Bona lalu menekan tombol yang dapat menaikan tempat tidurnya ke posisi duduk seperti orang yang sudah sering datang ke tempat ini. 'Ah aku tahu kenapa dia memasang penjaga. Pasti ingin menyembunyikan ini semua agar tidak ada yang tahu lalu menjadikan ini masalah untuknya. Dasar licik!'.

Bona yang berfikir keras dari tadi mulai merasa kehausan, ia melihat ke sekeliling tempat tidurnya berharap menemukan sebotol air minum di ruangan itu.

Tiba-tiba pintu kamar terbuka dan seseorang berjas putih masuk ke kamar. Ia adalah dokter muda berbadan cukup tinggi dan berwajah tampan. Dokter itu pun berhenti sejenak saat melihatnya lalu bona memberikan senyuman hangat kepada orang itu. Dokter yang memiliki name tag bertuliskan Dr. Gavin Choi itu berjalan mendekati bona dengan ekspresi kesal dan duduk dipinggir Kasur bona.

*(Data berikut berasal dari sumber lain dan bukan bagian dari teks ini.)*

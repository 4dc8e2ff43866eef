//! Background reader for the board-to-host direction.
//!
//! The board talks back (version reports, firmware name, pin state) whether or
//! not anyone listens. The reader thread drains the port so its OS buffer
//! never fills, parses what arrives, and hands messages to the control thread
//! over a channel. It never writes.

use std::io::{ErrorKind, Read};
use std::sync::atomic::{AtomicBool, Ordering};
use std::sync::Arc;
use std::thread::{self, JoinHandle};

use crossbeam_channel::Receiver;

use crate::firmata::{FirmataParser, InboundMessage};

pub struct InboundReader {
    messages: Receiver<InboundMessage>,
    stop: Arc<AtomicBool>,
    join_handle: Option<JoinHandle<()>>,
}

impl InboundReader {
    /// Spawn the reader thread over `source`.
    ///
    /// `source` should have a read timeout so the thread notices [`Drop`];
    /// timeouts are not treated as errors. End of stream or a hard read
    /// error ends the thread.
    pub fn spawn<R: Read + Send + 'static>(mut source: R) -> Self {
        let (tx, rx) = crossbeam_channel::unbounded();
        let stop = Arc::new(AtomicBool::new(false));
        let thread_stop = Arc::clone(&stop);

        let join_handle = thread::spawn(move || {
            let mut parser = FirmataParser::new();
            let mut buf = [0u8; 256];
            while !thread_stop.load(Ordering::Relaxed) {
                match source.read(&mut buf) {
                    Ok(0) => break,
                    Ok(n) => {
                        for message in parser.feed(&buf[..n]) {
                            log::trace!(target: "reader", "{:?}", message);
                            if tx.send(message).is_err() {
                                return;
                            }
                        }
                    }
                    Err(ref e)
                        if matches!(
                            e.kind(),
                            ErrorKind::TimedOut | ErrorKind::WouldBlock | ErrorKind::Interrupted
                        ) =>
                    {
                        continue
                    }
                    Err(e) => {
                        log::warn!(target: "reader", "read failed, stopping: {}", e);
                        break;
                    }
                }
            }
            log::debug!(target: "reader", "reader thread exiting");
        });

        Self {
            messages: rx,
            stop,
            join_handle: Some(join_handle),
        }
    }

    /// Every message received so far (non-blocking).
    pub fn drain(&self) -> Vec<InboundMessage> {
        self.messages.try_iter().collect()
    }

    /// The thread has exited: end of stream, a hard read error, or drop.
    /// Messages it sent before exiting are still available to [`drain`].
    ///
    /// [`drain`]: InboundReader::drain
    pub fn is_finished(&self) -> bool {
        self.join_handle
            .as_ref()
            .map_or(true, |handle| handle.is_finished())
    }
}

impl Drop for InboundReader {
    fn drop(&mut self) {
        self.stop.store(true, Ordering::Relaxed);
        if let Some(handle) = self.join_handle.take() {
            let _ = handle.join();
        }
    }
}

"Apa kau tidak bosan bolak-balik ke tempat ini?"

Dari nada yang dikeluarkan oleh Gavin terdengar bahwa ia sangat kesal. Pria itu mendekat untuk mengecek keadaannya. Bona yang mendengarnya hanya tertawa kecil.

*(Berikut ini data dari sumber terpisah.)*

use std::fs::File;
use std::path::PathBuf;

use anyhow::{bail, Context};
use chime_core::board::Board;
use chime_core::config::Config;
use chime_core::session::run_session;
use chime_core::sleeper::shutdown_channel;

const USAGE: &str = "usage: chime [-v|--verbose] [--config <path>]";

#[derive(Debug, Default, PartialEq, Eq)]
struct CliArgs {
    verbose: bool,
    config: Option<PathBuf>,
}

impl CliArgs {
    fn parse<I: IntoIterator<Item = String>>(args: I) -> anyhow::Result<Self> {
        let mut parsed = CliArgs::default();
        let mut args = args.into_iter();
        while let Some(arg) = args.next() {
            match arg.as_str() {
                "-v" | "--verbose" => parsed.verbose = true,
                "--config" => match args.next() {
                    Some(path) => parsed.config = Some(PathBuf::from(path)),
                    None => bail!("--config needs a path\n{}", USAGE),
                },
                other => bail!("unknown argument {:?}\n{}", other, USAGE),
            }
        }
        Ok(parsed)
    }
}

/// Progress goes to stderr; everything, including debug output with
/// `--verbose`, also goes to `chime.log` under the config dir.
fn init_logging(verbose: bool) -> anyhow::Result<()> {
    use simplelog::{
        ColorChoice, CombinedLogger, LevelFilter, SharedLogger, TermLogger, TerminalMode, WriteLogger,
    };

    let log_level = if verbose { LevelFilter::Debug } else { LevelFilter::Info };

    let mut loggers: Vec<Box<dyn SharedLogger>> = vec![TermLogger::new(
        log_level,
        simplelog::Config::default(),
        TerminalMode::Stderr,
        ColorChoice::Auto,
    )];

    let log_path = dirs::config_dir()
        .unwrap_or_else(std::env::temp_dir)
        .join("chime")
        .join("chime.log");
    if let Some(parent) = log_path.parent() {
        let _ = std::fs::create_dir_all(parent);
    }
    let log_file =
        File::create(&log_path).or_else(|_| File::create(std::env::temp_dir().join("chime.log")));
    let file_error = match log_file {
        Ok(file) => {
            loggers.push(WriteLogger::new(log_level, simplelog::Config::default(), file));
            None
        }
        Err(e) => Some(e),
    };

    CombinedLogger::init(loggers).context("failed to initialize logger")?;

    if let Some(e) = file_error {
        log::warn!("no log file, logging to the terminal only: {}", e);
    }
    log::debug!("chime starting (log level: {:?})", log_level);
    Ok(())
}

fn main() -> anyhow::Result<()> {
    let args = CliArgs::parse(std::env::args().skip(1))?;
    init_logging(args.verbose)?;

    let config = match &args.config {
        Some(path) => Config::load_from(path)
            .with_context(|| format!("could not load config {}", path.display()))?,
        None => Config::load(),
    };
    let plan = config.playback_plan();
    let settings = config.serial_settings();

    // Installed before the port opens so an early Ctrl+C still goes
    // through teardown.
    let (trigger, mut signal) = shutdown_channel();
    ctrlc::set_handler(move || trigger.trigger()).context("could not install Ctrl+C handler")?;

    let board = Board::open(&settings)
        .with_context(|| format!("could not connect to the board on {}", settings.port))?;

    log::info!(
        "🎼 {} at {}, speaker on pin {}. Ctrl+C to stop",
        plan.melody.name(),
        plan.tempo,
        plan.speaker
    );

    let summary = run_session(board, plan, &mut signal)?;
    log::info!("👋 done after {} full pass(es)", summary.passes_completed);
    Ok(())
}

"Tidak sama sekali hahaha. Tempat ini sangat seru kau tahu. Banyak orang yang dapat aku temui, banyak yang berbicara kepadaku dan aku juga bisa menjahilimu. Ah satu lagi! yang paling penting adalah aku tidak melihat orang itu disini. Kau tidak senang melihatku? Aku kan satu-satunya teman yang kau punya, kau harusnya berterima kasih kepadaku tahu!"

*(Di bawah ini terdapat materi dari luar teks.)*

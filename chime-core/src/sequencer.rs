//! Melody playback: one tone frame and one indicator pulse per note.

use std::io::Write;
use std::time::Duration;

use chime_types::{IndicatorMap, Melody, Note, Pin, Tempo};

use crate::board::Board;
use crate::sleeper::{Flow, Sleeper};
use crate::ChimeResult;

/// How a pass over the melody ended (errors are returned separately).
#[derive(Debug, Clone, Copy, PartialEq, Eq)]
pub enum PlayOutcome {
    Completed,
    Interrupted,
}

/// Timing of one note at a given tempo.
#[derive(Debug, Clone, Copy, PartialEq, Eq)]
pub struct NoteTiming {
    /// Full slot: how long playback blocks on this note.
    pub duration_ms: u32,
    /// How long the buzzer sounds; the rest of the slot is the gap.
    pub sounding_ms: u32,
}

impl NoteTiming {
    pub fn of(note: &Note, tempo: Tempo) -> Self {
        let duration_ms = note.duration_ms(tempo);
        Self {
            duration_ms,
            // 80% of the slot, truncated
            sounding_ms: (duration_ms as u64 * 4 / 5) as u32,
        }
    }
}

/// One resolved step of a pass.
#[derive(Debug, Clone, Copy, PartialEq, Eq)]
pub struct Step {
    pub index: usize,
    pub note: Note,
    pub timing: NoteTiming,
}

/// Cursor over one pass of a melody at a fixed tempo.
///
/// Lives for a single call to [`play_melody`] and is thrown away when the
/// melody is exhausted or playback is interrupted.
#[derive(Debug)]
pub struct PlaybackSession<'m> {
    melody: &'m Melody,
    tempo: Tempo,
    index: usize,
}

impl<'m> PlaybackSession<'m> {
    pub fn new(melody: &'m Melody, tempo: Tempo) -> Self {
        Self {
            melody,
            tempo,
            index: 0,
        }
    }

    pub fn tempo(&self) -> Tempo {
        self.tempo
    }

    /// Index of the note the next call to `next` returns.
    pub fn position(&self) -> usize {
        self.index
    }
}

impl Iterator for PlaybackSession<'_> {
    type Item = Step;

    fn next(&mut self) -> Option<Step> {
        let note = *self.melody.notes().get(self.index)?;
        let step = Step {
            index: self.index,
            note,
            timing: NoteTiming::of(&note, self.tempo),
        };
        self.index += 1;
        Some(step)
    }
}

/// Play every note of `melody` once, in order, blocking for each note's slot.
///
/// For a sounding note: send the tone (80% of the slot), raise the note's
/// indicator if it has one, wait the full slot, lower the indicator. For a
/// rest: just wait. A transport error stops the pass and is returned; an
/// interrupted wait returns `Interrupted` right away and leaves any raised
/// indicator for teardown to clear.
pub fn play_melody<W: Write, S: Sleeper>(
    board: &mut Board<W>,
    speaker: Pin,
    melody: &Melody,
    tempo: Tempo,
    indicators: &IndicatorMap,
    sleeper: &mut S,
) -> ChimeResult<PlayOutcome> {
    log::info!(
        target: "sequencer",
        "🎵 playing '{}' at {} bpm ({} notes, {} ms)",
        melody.name(),
        tempo.bpm(),
        melody.len(),
        melody.duration_ms(tempo)
    );

    for step in PlaybackSession::new(melody, tempo) {
        let Step { note, timing, .. } = step;
        let frequency = note.pitch.frequency_hz();
        let slot = Duration::from_millis(timing.duration_ms as u64);

        if frequency == 0 {
            log::info!(target: "sequencer", "♫ rest - {} beats", note.beats);
            if sleeper.sleep(slot) == Flow::Interrupted {
                return Ok(PlayOutcome::Interrupted);
            }
            continue;
        }

        board.play_tone(speaker, frequency as u32, timing.sounding_ms)?;
        let indicator = indicators.pin_for(note.pitch);
        if let Some(pin) = indicator {
            board.digital_write(pin, true)?;
        }
        log::info!(
            target: "sequencer",
            "♪ {} ({}Hz) - {} beats",
            note.pitch,
            frequency,
            note.beats
        );

        if sleeper.sleep(slot) == Flow::Interrupted {
            return Ok(PlayOutcome::Interrupted);
        }

        if let Some(pin) = indicator {
            board.digital_write(pin, false)?;
        }
    }

    log::info!(target: "sequencer", "🎉 done");
    Ok(PlayOutcome::Completed)
}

Gavin hanya bisa menggelengkan kepalanya mendengarkan ucapan tidak masuk akal yang keluar dari mulut temannya itu. Bona yang belum minum segelas air pun dari tadi berusaha menjangkau botol air yang terletak dimeja kecil sebelah tempat tidurnya. Gavin yang menyadari itu mengambil botol air minum dan langsung memberikannya kepada Bona.

"Silahkan airnya tamu vip kami Nyonya Lee Bona, eh apa harusnya aku panggil Nyonya Kim Bona ?."

"Kalau kau berkata seperti itu lagi, aku akan pindah rumah sakit."

"Tolong pindahlah aku lelah mengobatimu. Sudah keberapa kali kau datang kerumah sakit dibulan ini? 4 kali! 4 kali! Aku rasa ruangan ini harus diubah namanya dari kamar VIP menjadi kamar Bona. Bagaimana?."

Bona hanya mendengus kesal mendengar ocehan temannya itu lalu mencari handphonenya yang tidak terlihat dari tadi. Ia menemukan tasnya didalam laci lalu membuka isinya. Terdapat dompet berwarna hitam, kunci mobil dengan gantungan kunci bunga dan juga barang yang ia cari yaitu handphonenya. Ia menyalakannya dan melihat tidak ada satu pesan pun yang muncul dilayar handphonenya itu. Merasa kesal ia melemparkan handphonenya ke sofa tidak jauh dari tempat tidur.

Gavin hanya diam saja melihat sikap temannya itu. Ia tahu pasti penyebab utama temannya seperti ini. Sejujurnya ia mengerti perasaan temannya ini karena mereka kenal sudah cukup lama dari mereka kecil dan mengetahui sikap keluarga maupun suaminya kepada Bona. Ia merasa tidak tega dengan keadaan temannya ini namun ia tidak bisa melakukan hal banyak selain mengobatinya setiap dia datang ke rumah sakit dan juga menemaninya disaat ia membutuhkan seseorang.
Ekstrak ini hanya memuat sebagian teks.